Source data
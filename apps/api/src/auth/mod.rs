//! Bearer-session authentication.
//!
//! `POST /api/auth/login` trades email + password for an opaque token stored in
//! `sessions`. Handlers opt in by taking `AuthUser` or `AdminUser`.

pub mod handlers;

use anyhow::Context;
use axum::{
    async_trait,
    extract::FromRequestParts,
    http::{header::AUTHORIZATION, request::Parts, HeaderMap},
};
use base64::{engine::general_purpose::URL_SAFE_NO_PAD, Engine as _};
use chrono::{Duration, Utc};
use rand::RngCore;
use sqlx::PgPool;

use crate::errors::AppError;
use crate::models::user::{SessionRow, UserRow};
use crate::state::AppState;

const TOKEN_BYTES: usize = 32;

/// Any signed-in user.
pub struct AuthUser(pub UserRow);

/// A signed-in user with the `admin` role.
pub struct AdminUser(pub UserRow);

#[async_trait]
impl FromRequestParts<AppState> for AuthUser {
    type Rejection = AppError;

    async fn from_request_parts(parts: &mut Parts, state: &AppState) -> Result<Self, AppError> {
        let token = bearer_token(&parts.headers).ok_or(AppError::Unauthorized)?;
        let user = find_session_user(&state.db, token)
            .await?
            .ok_or(AppError::Unauthorized)?;
        Ok(AuthUser(user))
    }
}

#[async_trait]
impl FromRequestParts<AppState> for AdminUser {
    type Rejection = AppError;

    async fn from_request_parts(parts: &mut Parts, state: &AppState) -> Result<Self, AppError> {
        let AuthUser(user) = AuthUser::from_request_parts(parts, state).await?;
        if !user.is_admin() {
            tracing::warn!("Non-admin user {} attempted an admin action", user.id);
            return Err(AppError::Unauthorized);
        }
        Ok(AdminUser(user))
    }
}

pub fn bearer_token(headers: &HeaderMap) -> Option<&str> {
    headers
        .get(AUTHORIZATION)?
        .to_str()
        .ok()?
        .strip_prefix("Bearer ")
        .map(str::trim)
        .filter(|t| !t.is_empty())
}

fn generate_token() -> String {
    let mut bytes = [0u8; TOKEN_BYTES];
    rand::thread_rng().fill_bytes(&mut bytes);
    URL_SAFE_NO_PAD.encode(bytes)
}

/// Hashes on the blocking pool.
pub async fn hash_password(password: String) -> Result<String, AppError> {
    let hash = tokio::task::spawn_blocking(move || bcrypt::hash(password, bcrypt::DEFAULT_COST))
        .await
        .context("password hashing task panicked")?
        .context("password hashing failed")?;
    Ok(hash)
}

pub async fn verify_password(password: String, hash: String) -> Result<bool, AppError> {
    let ok = tokio::task::spawn_blocking(move || bcrypt::verify(password, &hash))
        .await
        .context("password verification task panicked")?
        // A malformed stored hash never authenticates.
        .unwrap_or(false);
    Ok(ok)
}

/// Issues a new session. Expired sessions of every user are purged first.
pub async fn create_session(
    pool: &PgPool,
    user_id: uuid::Uuid,
    ttl_hours: i64,
) -> Result<SessionRow, AppError> {
    let purged = sqlx::query("DELETE FROM sessions WHERE expires_at <= now()")
        .execute(pool)
        .await?
        .rows_affected();
    if purged > 0 {
        tracing::debug!("Purged {purged} expired sessions");
    }

    let session = sqlx::query_as::<_, SessionRow>(
        r#"
        INSERT INTO sessions (token, user_id, expires_at)
        VALUES ($1, $2, $3)
        RETURNING *
        "#,
    )
    .bind(generate_token())
    .bind(user_id)
    .bind(Utc::now() + Duration::hours(ttl_hours))
    .fetch_one(pool)
    .await?;
    Ok(session)
}

pub async fn delete_session(pool: &PgPool, token: &str) -> Result<(), AppError> {
    sqlx::query("DELETE FROM sessions WHERE token = $1")
        .bind(token)
        .execute(pool)
        .await?;
    Ok(())
}

async fn find_session_user(pool: &PgPool, token: &str) -> Result<Option<UserRow>, AppError> {
    let user = sqlx::query_as::<_, UserRow>(
        r#"
        SELECT u.* FROM sessions s
        JOIN users u ON u.id = s.user_id
        WHERE s.token = $1 AND s.expires_at > now()
        "#,
    )
    .bind(token)
    .fetch_optional(pool)
    .await?;
    Ok(user)
}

Exercise
In the data above, how many lines include the word "password"? Answer with the number only.

Answer below
8